In the first half of the final match between India and Pakistan at the Tokyo Olympics, the scoreline was 0-0. In the 6th minute, of the second half, the thunderous penalty shot of Prithipal Singh was taken on foot by the Pakistani defender. Mohinder Pal scored from the resultant penalty stroke and India took the lead. In later half, the Pakistani team started resorting to a rough game and show of force to scare the Indian players in order to win the match. Around the middle of second half, there was a free wielding of hockey sticks. One Japanese newspaper published a picture on its front page showing one Pakistani player swinging his stick towards his Indian opponent. In the same picture, Singh was shown as holding one Pakistani player by the throat and striking his stick into his ankle with right hand. One Pakistani forward nicknamed 'Bola', who was notorious for his rough game and greatly feared by the European players, feared Singh and ceased approaching him. Pakistani player Munir Dar shouted at 'Bola' urging him to be aggressive and neutralize the Indian goal, but 'Bola' is reported to have shot back at Munir Dar: "Can’t do it now man, your dad Prithipal is pitched ahead!". Thus, India defeated its rival and won the gold medal. Of India's total 22 goals scored in the Tokyo Olympics, Singh scored 11.

==Awards and recognition==

From 1950 to 1956, Singh represented Agricultural College Ludhiana Hockey team and was awarded the "roll of honors” for his all-round achievements in sports and education in 1955. The Indian Government acknowledged his prominence in the field of Hockey and the first-ever Arjuna Award to a hockey player was conferred to him in 1961 by the Indian President, Rajendra Prasad. Sports writers for various newspapers and sports magazines described him as the all-time best full-back hockey player.

In 1963, Singh resigned from Punjab Police and joined the Indian Railways Police. Indian Railway Police acknowledged his talent and performance in hockey field.

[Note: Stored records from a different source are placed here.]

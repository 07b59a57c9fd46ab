//! SwitchLang LLM Provider Layer
//!
//! Implementations of the `LlmProvider` trait from `switchlang-domain`.
//!
//! # Providers
//!
//! - `MockProvider`: Deterministic mock for testing
//! - `GeminiProvider`: Google Gemini REST API integration
//!
//! # Examples
//!
//! ```
//! use switchlang_llm::MockProvider;
//! use switchlang_domain::traits::LlmProvider;
//!
//! let provider = MockProvider::new("Hello from LLM!");
//! let result = provider.generate("test prompt").unwrap();
//! assert_eq!(result, "Hello from LLM!");
//! ```

#![warn(missing_docs)]

pub mod gemini;

use std::collections::{HashMap, HashSet};
use std::sync::{Arc, Mutex, PoisonError};
use switchlang_domain::traits::LlmProvider as LlmProviderTrait;
use thiserror::Error;

pub use gemini::GeminiProvider;

/// Errors that can occur during LLM operations
#[derive(Error, Debug)]
pub enum LlmError {
    /// Network or API communication error
    #[error("Communication error: {0}")]
    Communication(String),

    /// Invalid response from LLM
    #[error("Invalid response: {0}")]
    InvalidResponse(String),

    /// Rate limit exceeded
    #[error("Rate limit exceeded")]
    RateLimitExceeded,

    /// Model not available
    #[error("Model not available: {0}")]
    ModelNotAvailable(String),

    /// Provider could not be set up
    #[error("Configuration error: {0}")]
    Configuration(String),

    /// Generic error
    #[error("LLM error: {0}")]
    Other(String),
}

/// Model name reported by `MockProvider`
pub const MOCK_MODEL_NAME: &str = "mock-model";

/// Mock LLM provider for deterministic testing
///
/// Returns pre-configured responses without making any network calls. Clones
/// share their response tables, call counter and prompt log.
///
/// # Examples
///
/// ```
/// use switchlang_llm::MockProvider;
/// use switchlang_domain::traits::LlmProvider;
///
/// // Simple fixed response
/// let provider = MockProvider::new("Fixed response");
/// assert_eq!(provider.generate("any prompt").unwrap(), "Fixed response");
///
/// // Multiple responses
/// let mut provider = MockProvider::default();
/// provider.add_response("prompt1", "response1");
/// provider.add_response("prompt2", "response2");
/// assert_eq!(provider.generate("prompt1").unwrap(), "response1");
/// assert_eq!(provider.generate("prompt2").unwrap(), "response2");
/// ```
#[derive(Debug, Clone)]
pub struct MockProvider {
    default_response: Option<String>,
    responses: Arc<Mutex<HashMap<String, String>>>,
    errors: Arc<Mutex<HashSet<String>>>,
    prompts: Arc<Mutex<Vec<String>>>,
}

impl MockProvider {
    /// Create a new MockProvider with a fixed response for all prompts
    pub fn new(response: impl Into<String>) -> Self {
        Self {
            default_response: Some(response.into()),
            responses: Arc::new(Mutex::new(HashMap::new())),
            errors: Arc::new(Mutex::new(HashSet::new())),
            prompts: Arc::new(Mutex::new(Vec::new())),
        }
    }

    /// Create a MockProvider whose every call fails unless a specific
    /// response was registered
    pub fn failing() -> Self {
        Self {
            default_response: None,
            ..Self::new("")
        }
    }

    /// Add a specific response for a given prompt
    pub fn add_response(&mut self, prompt: impl Into<String>, response: impl Into<String>) {
        self.responses
            .lock()
            .unwrap_or_else(PoisonError::into_inner)
            .insert(prompt.into(), response.into());
    }

    /// Configure to return an error for a specific prompt
    pub fn add_error(&mut self, prompt: impl Into<String>) {
        self.errors
            .lock()
            .unwrap_or_else(PoisonError::into_inner)
            .insert(prompt.into());
    }

    /// Get the number of times the provider was called
    pub fn call_count(&self) -> usize {
        self.prompts.lock().unwrap_or_else(PoisonError::into_inner).len()
    }

    /// Prompts received so far, oldest first
    pub fn prompts(&self) -> Vec<String> {
        self.prompts.lock().unwrap_or_else(PoisonError::into_inner).clone()
    }

    /// Reset the call count and prompt log
    pub fn reset_call_count(&self) {
        self.prompts.lock().unwrap_or_else(PoisonError::into_inner).clear();
    }

    fn respond(&self, prompt: &str) -> Result<String, LlmError> {
        self.prompts
            .lock()
            .unwrap_or_else(PoisonError::into_inner)
            .push(prompt.to_string());

        if self
            .errors
            .lock()
            .unwrap_or_else(PoisonError::into_inner)
            .contains(prompt)
        {
            return Err(LlmError::Other("Mock error".to_string()));
        }

        if let Some(response) = self
            .responses
            .lock()
            .unwrap_or_else(PoisonError::into_inner)
            .get(prompt)
        {
            return Ok(response.clone());
        }

        self.default_response
            .clone()
            .ok_or_else(|| LlmError::Communication("Mock backend unavailable".to_string()))
    }
}

impl Default for MockProvider {
    fn default() -> Self {
        Self::new("Default mock response")
    }
}

impl LlmProviderTrait for MockProvider {
    type Error = LlmError;

    fn model_name(&self) -> &str {
        MOCK_MODEL_NAME
    }

    fn generate(&self, prompt: &str) -> Result<String, Self::Error> {
        self.respond(prompt)
    }

    fn generate_structured(&self, prompt: &str, _schema: &str) -> Result<String, Self::Error> {
        self.respond(prompt)
    }
}

#[cfg(test)]
mod tests {
    use super::*;

    #[test]
    fn test_mock_provider_default() {
        let provider = MockProvider::new("Test response");
        let result = provider.generate("any prompt");
        assert!(result.is_ok());
        assert_eq!(result.unwrap(), "Test response");
        assert_eq!(provider.model_name(), MOCK_MODEL_NAME);
    }

    #[test]
    fn test_mock_provider_specific_responses() {
        let mut provider = MockProvider::default();
        provider.add_response("hello", "world");
        provider.add_response("foo", "bar");

        assert_eq!(provider.generate("hello").unwrap(), "world");
        assert_eq!(provider.generate("foo").unwrap(), "bar");
        assert_eq!(provider.generate("unknown").unwrap(), "Default mock response");
    }

    #[test]
    fn test_mock_provider_call_count() {
        let provider = MockProvider::new("test");

        assert_eq!(provider.call_count(), 0);

        provider.generate("prompt1").unwrap();
        assert_eq!(provider.call_count(), 1);

        provider.generate_structured("prompt2", "{}").unwrap();
        assert_eq!(provider.call_count(), 2);
        assert_eq!(provider.prompts(), vec!["prompt1", "prompt2"]);

        provider.reset_call_count();
        assert_eq!(provider.call_count(), 0);
    }

    #[test]
    fn test_mock_provider_error() {
        let mut provider = MockProvider::default();
        provider.add_error("bad prompt");

        let result = provider.generate("bad prompt");
        assert!(matches!(result, Err(LlmError::Other(_))));
        // Failed calls still count as calls
        assert_eq!(provider.call_count(), 1);
    }

    #[test]
    fn test_mock_provider_failing() {
        let mut provider = MockProvider::failing();
        provider.add_response("known", "ok");

        assert!(matches!(
            provider.generate("anything"),
            Err(LlmError::Communication(_))
        ));
        assert_eq!(provider.generate("known").unwrap(), "ok");
    }

    #[test]
    fn test_mock_provider_clone() {
        let provider1 = MockProvider::new("test");
        let provider2 = provider1.clone();

        provider1.generate("test").unwrap();

        // Both should share the same call count due to Arc
        assert_eq!(provider1.call_count(), 1);
        assert_eq!(provider2.call_count(), 1);
    }
}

Singh was awarded the Railway Minister's Medal in 1965 for being the "Best Railway Sportsman". He was awarded the Padma Shri in 1967 by the Indian President Zakir Husain for his meritorious contributions to world hockey.

==Other achievements==
Singh retired from active hockey after the 1968 Mexico Olympics. For some time he was made chairman of IHF selection committee. In 1974, he was as an observer with the Indian hockey team to Malaysia to participate in the Men's Hockey World Cup. The Indian team won the World Cup for India. Singh also was member of the National Institute of Sports, Patiala and also member of the governing body of Lakshmibai College of Physical Education, Gwalior. He was appointed the Director of Sports at the Punjab Agricultural University (PAU), Ludhiana as well as the Director of Student Welfare in 1968. He had actively participated in all activities relating to Student Welfare until his death in 1983. He was also the Director of Sports, PAU. Many believe that Singh coached the secrets of an iron grip and was the inspiration behind four times World Armwrestling champion and two times World Martial Arts Breaking champion Jay Ranade, when he worked for Singh at the Punjab Agricultural University in weight lifting coaching.

==Death==
Singh was shot dead by students in the campus of the Punjab Agricultural University on 20 May 1983 in Ludhiana. Others claim that he was shot by political rivals or by a deep conspiracy of hockey competitors as his murder remains unsolved. It is also deeply alleged that as the director of sports and student's welfare at Punjab Agricultural University, Singh was involved in the murder of footballer Piara Singh Parmar.

==In popular culture==
Prithipal Singh (2015) is an Indian docudrama film about his life and achievements by Babita Puri. The movie is available on YouTube.